Query a data set
query_dataset.RdCreate and send a query to the EES API. Queries can be supplied and run in one of 4 ways:
Supplying a json query in a file to be sent with the POST method.
Supplying a json query in a string variable to be sent with the POST method.
Supplying parameters (time_periods, geographies, filter_items, indicators) to build a json query is then sent with the POST method.
Supplying parameters (time_periods, geographies, filter_items, indicators) to build a json query is then sent with the GET method.
In all cases, the data set id must be supplied explicitly using the dataset_id.
Details on the format of each parameter for the latter two methods are as follows.
indicators
This must be supplied as a vector of sqids, which can be identified from the meta data using
get_meta().
time_periods
Time periods should be supplied as a vector of periods and codes in the form:
"period|code"
For example, selecting the 2023 and 2024 academic years would require:
time_period = c("2023|AY", "2024|AY")
geographies
Geographies can be supplied as a single string, a vector of strings, a list or a data frame depending on user preference and the complexity of the desired query.
The user can supply a single string containing the desired geographic level (e.g. "NAT",
"REG", "LA") or a specific location (e.g. "NAT|code|E92000001", "REG|code|E12000001")
and the query will search for rows at that single level or location.
Specific locations are required to be supplied in the format
"location_level|location_id_type|location_id", where location_id_type can be either code or id
and the corresponding location_id is then the standard ONS code or the sqid given in the meta
data respectively. Using England as an example, these would be:
"NAT|code|E92000001""NAT|id|dP0Zw"
Using a vector will run a query returning any rows meeting any of the given geographies,
i.e. geographies = c("NAT", "REG") will return all national and regional level rows, whilst
c("NAT", "REG|code|E120000001") will return all national level rows and all North
East rows.
If you require a more complex selection, for example all LAs in a given region, then a data
frame should be supplied, with a row for each selection. Note however, that this will work
best when using the default POST method. The GET method is much more limited and may
struggle to process more complex queries.

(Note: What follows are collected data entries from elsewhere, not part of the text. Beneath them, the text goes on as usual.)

//! Typed views over a tree.
//!
//! [`Bee`] is the public handle. It pairs a chain of view layers with a key
//! codec and a value codec. Every view over the same log shares one [`Tree`],
//! so a sub database and its parent see each other's commits.
//!
//! # Usage
//!
//! ```
//! use std::sync::Arc;
//!
//! use beetree::codec::Utf8;
//! use beetree::config::TreeConfig;
//! use beetree::storage::MemoryLog;
//! use beetree::view::{Bee, ReadOptions};
//!
//! let db = Bee::with_codecs(Arc::new(MemoryLog::new()), &TreeConfig::default(), Utf8, Utf8)
//!     .unwrap();
//! db.put("a", "1").unwrap();
//! db.put("b", "2").unwrap();
//!
//! let users = db.sub("users");
//! users.put("a", "alice").unwrap();
//!
//! let keys: Vec<String> = users
//!     .read_stream(&ReadOptions::new())
//!     .map(|entry| entry.unwrap().key)
//!     .collect();
//! assert_eq!(keys, vec!["a".to_string()]);
//! ```

mod batch;
mod scope;
mod stream;

use std::sync::Arc;

use crate::codec::{Binary, ByteOrder, Codec, CodecError, KeyOrder, Owned};
use crate::config::TreeConfig;
use crate::storage::Log;
use crate::tree::{CodecIds, Head, Header, Tree, TreeError};

pub use batch::Batch;
pub use stream::{Entry, HistoryEntry, HistoryOptions, HistoryStream, ReadOptions, ReadStream};

use scope::{Entries, Records, Scope};
use stream::decode_entry;

/// A typed view over a persistent B-tree.
///
/// Views are cheap to clone and to derive: [`Bee::sub`] narrows to a key
/// namespace, [`Bee::snapshot`] and [`Bee::checkout`] pin a version. Derived
/// views compose in any order.
pub struct Bee<K: Codec = Binary, V: Codec = Binary> {
    scope: Scope,
    keys: Arc<K>,
    values: Arc<V>,
    separator: Arc<[u8]>,
}

impl<K: Codec, V: Codec> Clone for Bee<K, V> {
    fn clone(&self) -> Self {
        Self {
            scope: self.scope.clone(),
            keys: self.keys.clone(),
            values: self.values.clone(),
            separator: self.separator.clone(),
        }
    }
}

impl<K: Codec, V: Codec> std::fmt::Debug for Bee<K, V> {
    fn fmt(&self, f: &mut std::fmt::Formatter<'_>) -> std::fmt::Result {
        f.debug_struct("Bee")
            .field("scope", &self.scope)
            .field("key_codec", &self.keys.id())
            .field("value_codec", &self.values.id())
            .finish_non_exhaustive()
    }
}

impl Bee {
    /// Open a binary-keyed, binary-valued view over `log`.
    pub fn open(log: Arc<dyn Log>, config: &TreeConfig) -> Result<Self, TreeError> {
        Self::with_codecs(log, config, Binary, Binary)
    }
}

impl<K: Codec, V: Codec> Bee<K, V> {
    /// Open a view over `log` with the given codecs and byte-order keys.
    pub fn with_codecs(
        log: Arc<dyn Log>,
        config: &TreeConfig,
        keys: K,
        values: V,
    ) -> Result<Self, TreeError> {
        Self::with_key_order(log, config, keys, values, Arc::new(ByteOrder))
    }

    /// Open a view over `log` with the given codecs and key order.
    pub fn with_key_order(
        log: Arc<dyn Log>,
        config: &TreeConfig,
        keys: K,
        values: V,
        key_order: Arc<dyn KeyOrder>,
    ) -> Result<Self, TreeError> {
        let codecs = CodecIds {
            key: keys.id(),
            value: values.id(),
        };
        let tree = Tree::open(log, config, key_order, codecs)?;
        Ok(Self {
            scope: Scope::Base(Arc::new(tree)),
            keys: Arc::new(keys),
            values: Arc::new(values),
            separator: Arc::from(config.separator.as_slice()),
        })
    }

    /// Look up `key`. Absent keys are `Ok(None)`.
    pub fn get(&self, key: &K::Item) -> Result<Option<Entry<Owned<K>, Owned<V>>>, TreeError> {
        let encoded = self.keys.encode(key);
        let head = self.scope.head()?;
        self.scope
            .lookup(head, encoded.clone())?
            .map(|value| decode_entry(&*self.keys, &*self.values, &encoded, &value))
            .transpose()
    }

    /// Put `key` as a single-operation batch.
    pub fn put(&self, key: &K::Item, value: &V::Item) -> Result<(), TreeError> {
        let mut batch = self.batch()?;
        batch.put(key, value);
        batch.flush().map(|_| ())
    }

    /// Delete `key` as a single-operation batch. Deleting an absent key
    /// commits nothing.
    pub fn del(&self, key: &K::Item) -> Result<(), TreeError> {
        let mut batch = self.batch()?;
        batch.del(key);
        batch.flush().map(|_| ())
    }

    /// Start a batch against the current version.
    pub fn batch(&self) -> Result<Batch<K, V>, TreeError> {
        Batch::new(self.scope.clone(), self.keys.clone(), self.values.clone())
    }

    /// Stream entries within the bounds of `options`.
    pub fn read_stream(&self, options: &ReadOptions<'_, K::Item>) -> ReadStream<K, V> {
        let range = options.to_range(&*self.keys);
        let entries: Entries = match self.scope.head() {
            Ok(head) => self.scope.range(head, range),
            Err(e) => Box::new(std::iter::once(Err(e))),
        };
        ReadStream::new(entries, self.keys.clone(), self.values.clone(), options.limit)
    }

    /// Stream the changes committed through this view.
    pub fn history_stream(&self, options: HistoryOptions) -> HistoryStream<K, V> {
        let records: Records = match self.history_head(options.until) {
            Ok(head) => self
                .scope
                .history(head, options.since.unwrap_or(0), options.reverse),
            Err(e) => Box::new(std::iter::once(Err(e))),
        };
        HistoryStream::new(records, self.keys.clone(), self.values.clone(), options.limit)
    }

    fn history_head(&self, until: Option<u64>) -> Result<Head, TreeError> {
        let head = self.scope.head()?;
        match until {
            Some(until) if until < head.version => self.scope.tree().checkout(until),
            _ => Ok(head),
        }
    }

    /// A view of the namespace `segment` under this one, with the same codecs.
    #[must_use]
    pub fn sub(&self, segment: impl AsRef<[u8]>) -> Self {
        Self {
            scope: self.namespaced(segment.as_ref()),
            keys: self.keys.clone(),
            values: self.values.clone(),
            separator: self.separator.clone(),
        }
    }

    /// A view of the namespace `segment` under this one, with its own codecs.
    #[must_use]
    pub fn sub_with<K2: Codec, V2: Codec>(
        &self,
        segment: impl AsRef<[u8]>,
        keys: K2,
        values: V2,
    ) -> Bee<K2, V2> {
        Bee {
            scope: self.namespaced(segment.as_ref()),
            keys: Arc::new(keys),
            values: Arc::new(values),
            separator: self.separator.clone(),
        }
    }

    fn namespaced(&self, segment: &[u8]) -> Scope {
        let mut prefix = segment.to_vec();
        prefix.extend_from_slice(&self.separator);
        Scope::Namespaced {
            inner: Box::new(self.scope.clone()),
            prefix,
        }
    }

    /// A read-only view pinned to the current version. Snapshotting a
    /// snapshot returns an equivalent view.
    pub fn snapshot(&self) -> Result<Self, TreeError> {
        if self.scope.pin().is_some() {
            return Ok(self.clone());
        }
        let head = self.scope.head()?;
        Ok(self.pinned(head))
    }

    /// A read-only view of the tree as it was when the log was `length`
    /// blocks long.
    pub fn checkout(&self, length: u64) -> Result<Self, TreeError> {
        let head = self.scope.tree().checkout(length)?;
        Ok(self.pinned(head))
    }

    fn pinned(&self, head: Head) -> Self {
        Self {
            scope: Scope::Pinned {
                inner: Box::new(self.scope.clone()),
                head,
            },
            keys: self.keys.clone(),
            values: self.values.clone(),
            separator: self.separator.clone(),
        }
    }

    /// Version reads through this view observe.
    pub fn version(&self) -> Result<u64, TreeError> {
        Ok(self.scope.head()?.version)
    }

    /// The tree header, or `None` before the first commit.
    pub fn header(&self) -> Result<Option<Header>, TreeError> {
        self.scope.tree().header()
    }

    /// Whether writes through this view are rejected.
    #[must_use]
    pub fn is_readonly(&self) -> bool {
        !self.scope.is_writable()
    }

    /// The underlying log.
    #[must_use]
    pub fn log(&self) -> &Arc<dyn Log> {
        self.scope.tree().log()
    }

    /// Bytes placed between namespace segments.
    #[must_use]
    pub fn separator(&self) -> &[u8] {
        &self.separator
    }

    /// Full key prefix of this view (empty for the top level).
    #[must_use]
    pub fn prefix(&self) -> Vec<u8> {
        self.scope.prefix()
    }

    /// The absolute stored key for `key`: this view's prefix followed by the
    /// encoded key. A parent view can address the entry with it.
    #[must_use]
    pub fn encode_key(&self, key: &K::Item) -> Vec<u8> {
        let mut encoded = self.scope.prefix();
        encoded.extend_from_slice(&self.keys.encode(key));
        encoded
    }

    /// Decode a key this view's codec produced.
    pub fn decode_key(&self, bytes: &[u8]) -> Result<Owned<K>, CodecError> {
        self.keys.decode(bytes)
    }
}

The geography query data frame should contain the following columns:
geographic_level: the geographic level to return (e.g. LA in the example above).
location_level: the geographic level of the search location (e.g. REG in the example above).
location_id_type: "code" or "id".
location_id: the code or id (sqid) for the search location (e.g. the code or sqid of the region in the above example). Further rows can be added to add other geography searches to include in results.
An example of a working geographies data frame can be obtained using example_geography_query().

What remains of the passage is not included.